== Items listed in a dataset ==
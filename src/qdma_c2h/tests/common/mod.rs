/*
Copyright 2026 The QDMA-rs Authors.

Licensed under the Apache License, Version 2.0 (the "License");
you may not use this file except in compliance with the License.
You may obtain a copy of the License at

    http://www.apache.org/licenses/LICENSE-2.0

Unless required by applicable law or agreed to in writing, software
distributed under the License is distributed on an "AS IS" BASIS,
WITHOUT WARRANTIES OR CONDITIONS OF ANY KIND, either express or implied.
See the License for the specific language governing permissions and
limitations under the License.
*/
#![allow(dead_code)]

use std::sync::Arc;

use qdma_c2h::{C2hMode, C2hQueue, PAGE_SIZE, QueueConfig, ReadCompletion};
use qdma_testing::{RING_BASE, SimC2hHw, SimDevice};

/// Capacity of one free-list slot at page order 0.
pub const CAP: usize = PAGE_SIZE;

pub type Queue = C2hQueue<Arc<SimDevice>>;

/// An 8-entry C2H stream queue config.
pub fn small_cfg(name: &str) -> QueueConfig {
    let mut cfg = QueueConfig::new(name, 3);
    cfg.set_ring_size(8).set_cmpl_ring_size(8);
    cfg
}

/// Creates and starts a queue on a fresh simulated function.
pub fn started(
    cfg: QueueConfig,
    mode: C2hMode<Arc<SimDevice>>,
) -> (Arc<SimDevice>, Queue, SimC2hHw) {
    let hw = SimC2hHw::new(&cfg).unwrap();
    let dev = Arc::new(SimDevice::new());
    let q = C2hQueue::new(dev.clone(), cfg, mode).unwrap();
    q.start(RING_BASE).unwrap();
    (dev, q, hw)
}

/// Creates and starts a buffered 8-entry queue.
pub fn buffered(name: &str) -> (Arc<SimDevice>, Queue, SimC2hHw) {
    started(small_cfg(name), C2hMode::Buffered)
}

/// `len` bytes that differ per `seed`.
pub fn payload(seed: u8, len: usize) -> Vec<u8> {
    (0..len)
        .map(|i| (i as u8).wrapping_mul(7).wrapping_add(seed))
        .collect()
}

/// The one completion the queue is holding for us.
pub fn single_completion(q: &Queue) -> ReadCompletion {
    let mut done = q.take_completed();
    assert_eq!(done.len(), 1, "expected exactly one completion");
    done.remove(0)
}

/// DMA addresses currently programmed into every descriptor.
pub fn desc_dsts(dev: &SimDevice, hw: &SimC2hHw, ring_size: u32) -> Vec<u64> {
    (0..ring_size)
        .map(|idx| hw.desc_dst(dev, idx).unwrap())
        .collect()
}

== PROBLEM DESCRIPTION ==
Your answer must be the lines from the one containing "bytes that differ" to the last line of the entries, repeated exactly and with nothing else.

== TASK OUTPUT ==
/// `len` bytes that differ per `seed`.
pub fn payload(seed: u8, len: usize) -> Vec<u8> {
    (0..len)
        .map(|i| (i as u8).wrapping_mul(7).wrapping_add(seed))
        .collect()
}

/// The one completion the queue is holding for us.
pub fn single_completion(q: &Queue) -> ReadCompletion {
    let mut done = q.take_completed();
    assert_eq!(done.len(), 1, "expected exactly one completion");
    done.remove(0)
}

/// DMA addresses currently programmed into every descriptor.
pub fn desc_dsts(dev: &SimDevice, hw: &SimC2hHw, ring_size: u32) -> Vec<u64> {
    (0..ring_size)
        .map(|idx| hw.desc_dst(dev, idx).unwrap())
        .collect()
}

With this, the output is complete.